Iran long acted as another lifeline for Maduro—providing financing, technology, and networks to evade sanctions, further binding Caracas to Tehran’s geopolitical ambitions. But Tehran’s regional overreach, combined with crippling sanctions and internal pressures, has thankfully sapped its ability to project power abroad. Venezuelan regime change, while unwelcome to Tehran, is no longer preventable by its illegitimate, diminished, and aging leadership. A democratic transition in Caracas would deal Tehran another setback—losing an ideological partner and foothold in the Americas, further isolating the regime against mounting global pressure.
American power can and should amplify Venezuela’s democratic push, not replace it.

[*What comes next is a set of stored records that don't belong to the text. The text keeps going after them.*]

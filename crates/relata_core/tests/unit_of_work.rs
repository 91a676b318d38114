//! Identity map, dirty checking and write ordering through the session API.

use proptest::prelude::*;
use relata_core::{CoreError, EntityStatus};
use relata_testkit::prelude::*;

#[test]
fn modified_member_is_updated_exactly_once() {
    init_test_logging();
    let db = TestDatabase::memory();
    let mut em = db.create_entity_manager().unwrap();
    em.begin().unwrap();

    let alice = member(1, "A");
    em.persist(&alice).unwrap();
    let stats = em.flush().unwrap();
    assert_eq!(stats.inserted, 1);

    alice.write().name = "B".into();
    db.provider.clear_statements();
    let stats = em.flush().unwrap();
    assert_eq!(stats.updated, 1);
    assert_eq!(db.provider.statements_starting_with("UPDATE").len(), 1);
    assert_eq!(
        em.persistence_context().snapshot(&alice).unwrap().to_vec(),
        vec!["B".into(), relata_core::Value::Null]
    );

    db.provider.clear_statements();
    let stats = em.flush().unwrap();
    assert_eq!(stats.total(), 0);
    assert!(db.provider.statements().is_empty());
    em.commit().unwrap();

    em.begin().unwrap();
    let stored = em.find::<Member>(1).unwrap().unwrap();
    assert_eq!(stored.read().name, "B");
    em.commit().unwrap();
}

#[test]
fn changing_a_managed_identifier_fails_the_commit() {
    let db = TestDatabase::memory();
    let mut em = db.create_entity_manager().unwrap();
    em.begin().unwrap();
    em.persist(&member(1, "A")).unwrap();
    em.commit().unwrap();

    em.begin().unwrap();
    let stored = em.find::<Member>(1).unwrap().unwrap();
    {
        let mut guard = stored.write();
        guard.id = 99;
        guard.name = "B".into();
    }
    db.provider.clear_statements();
    assert!(matches!(em.commit(), Err(CoreError::InvalidState { .. })));
    assert!(db.provider.statements_starting_with("UPDATE").is_empty());
    assert!(!em.is_transaction_active());

    em.begin().unwrap();
    assert_eq!(em.find::<Member>(1).unwrap().unwrap().read().name, "A");
    assert!(em.find::<Member>(99).unwrap().is_none());
    em.commit().unwrap();
}

#[test]
fn removed_member_is_gone_after_flush() {
    let db = TestDatabase::memory();
    let mut em = db.create_entity_manager().unwrap();
    em.begin().unwrap();

    let bob = member(2, "Bob");
    em.persist(&bob).unwrap();
    em.remove(&bob).unwrap();
    assert_eq!(em.persistence_context().status(&bob), Some(EntityStatus::Removed));
    assert!(em
        .persistence_context()
        .get_entity::<Member>(2)
        .unwrap()
        .is_some());

    let stats = em.flush().unwrap();
    assert_eq!((stats.inserted, stats.deleted), (1, 1));
    assert!(em
        .persistence_context()
        .get_entity::<Member>(2)
        .unwrap()
        .is_none());
    assert!(em.find::<Member>(2).unwrap().is_none());
    em.commit().unwrap();
}

#[test]
fn insertions_run_before_updates_before_deletions() {
    let db = TestDatabase::memory();
    let mut em = db.create_entity_manager().unwrap();
    em.begin().unwrap();
    em.persist(&member(1, "Kept")).unwrap();
    em.persist(&member(2, "Doomed")).unwrap();
    em.commit().unwrap();

    em.begin().unwrap();
    let kept = em.find::<Member>(1).unwrap().unwrap();
    let doomed = em.find::<Member>(2).unwrap().unwrap();
    db.provider.clear_statements();

    em.remove(&doomed).unwrap();
    kept.write().age = Some(40);
    em.persist(&member(3, "New")).unwrap();
    em.flush().unwrap();

    let verbs: Vec<String> = db
        .provider
        .statements()
        .iter()
        .filter_map(|sql| sql.split_whitespace().next().map(str::to_string))
        .collect();
    assert_eq!(verbs, vec!["INSERT", "UPDATE", "DELETE"]);
    em.commit().unwrap();
}

#[test]
fn removal_errors_follow_entry_status() {
    let db = TestDatabase::memory();
    let mut em = db.create_entity_manager().unwrap();
    em.begin().unwrap();

    let stranger = member(9, "Stranger");
    assert!(matches!(
        em.remove(&stranger),
        Err(CoreError::NotManaged { .. })
    ));

    em.persist(&stranger).unwrap();
    em.remove(&stranger).unwrap();
    assert!(matches!(
        em.remove(&stranger),
        Err(CoreError::InvalidState { .. })
    ));
    em.rollback().unwrap();
}

#[test]
fn distinct_instance_with_same_key_is_rejected() {
    let db = TestDatabase::memory();
    let mut em = db.create_entity_manager().unwrap();
    em.begin().unwrap();
    em.persist(&member(1, "First")).unwrap();
    assert!(matches!(
        em.persist(&member(1, "Second")),
        Err(CoreError::DuplicateIdentity { .. })
    ));
    em.rollback().unwrap();
}

#[test]
fn generated_id_enters_identity_map_on_flush() {
    let db = TestDatabase::memory();
    let mut em = db.create_entity_manager().unwrap();
    em.begin().unwrap();

    let red = team("Red");
    em.persist(&red).unwrap();
    assert!(em.contains(&red).unwrap());
    assert!(red.read().id.is_none());

    em.flush().unwrap();
    let id = red.read().id.unwrap();
    let found = em.find::<Team>(id).unwrap().unwrap();
    assert!(found.ptr_eq(&red));

    red.write().active = false;
    assert_eq!(em.flush().unwrap().updated, 1);
    em.commit().unwrap();

    em.begin().unwrap();
    let stored = em.find::<Team>(id).unwrap().unwrap();
    assert!(!stored.read().active);
    em.commit().unwrap();
}

#[test]
fn clear_detaches_everything() {
    let db = TestDatabase::memory();
    let mut em = db.create_entity_manager().unwrap();
    em.begin().unwrap();
    let alice = member(1, "Alice");
    em.persist(&alice).unwrap();

    let entry = em.persistence_context().entry(&alice).unwrap();
    em.clear().unwrap();
    assert_eq!(entry.status(), EntityStatus::Detached);
    assert!(!em.contains(&alice).unwrap());
    assert_eq!(em.persistence_context().pending_actions(), 0);
    em.commit().unwrap();

    em.begin().unwrap();
    assert!(em.find::<Member>(1).unwrap().is_none());
    em.commit().unwrap();
}

proptest! {
    #![proptest_config(ProptestConfig::with_cases(32))]

    #[test]
    fn update_issued_only_when_state_changed(
        original in member_strategy(),
        edits in prop::collection::vec(member_edit_strategy(), 0..4),
    ) {
        let db = TestDatabase::memory();
        let mut em = db.create_entity_manager().unwrap();
        em.begin().unwrap();

        let entity = relata_core::EntityRef::new(original.clone());
        em.persist(&entity).unwrap();
        em.flush().unwrap();

        for edit in &edits {
            edit.apply(&mut entity.write());
        }
        let changed = *entity.read() != original;

        let stats = em.flush().unwrap();
        prop_assert_eq!(stats.updated, usize::from(changed));
        prop_assert_eq!(em.flush().unwrap().total(), 0);
        em.rollback().unwrap();
    }
}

Supporting continental diplomacy, defending human rights, and imposing targeted sanctions can raise the cost of repression while preserving moral legitimacy. This is the balance Washington must strike: pressure without pretense, influence without too much overt interference. Questionable air strikes on Venezuelan pleasure boats allegedly ferrying drugs to the U.S. haven’t strengthened Trump’s hand.
Beyond Caracas, others are watching. Daniel Ortega’s Nicaragua, where democracy is dismantled by design, and Cuba, surviving on repression and nostalgia, both feel the tremors. Any transfer of power in Venezuela would broadcast a warning across the hemisphere—autocracy carries an expiration date, and outside enablers can’t always save their proxies.
The global stakes are no less tangible. China’s multi-billion-dollar love affair with Chávez and Maduro—funded by oil-for-loans deals—has left Beijing deeply exposed. A post-Maduro government determined to audit, renegotiate, or even default on opaque Chinese obligations would puncture that dependency. Venezuela, freed from kleptocracy, could remind China that foreign investments anchored in corruption are ultimately bad business.
The most powerful instrument for change remains Venezuelan. Their courage—magnified but not manipulated by U.S. intelligence, diplomacy, and media strategy—holds the key. Anything smacking of direct or violent American intervention risks staining this moment of liberation with an old imperial dye.
Washington’s role must be catalytic, not commanding. The CIA’s job, this time, is to quietly tip the scales toward freedom, not pull them down.
The last thing Venezuela needs is to be rescued by ghosts of the past.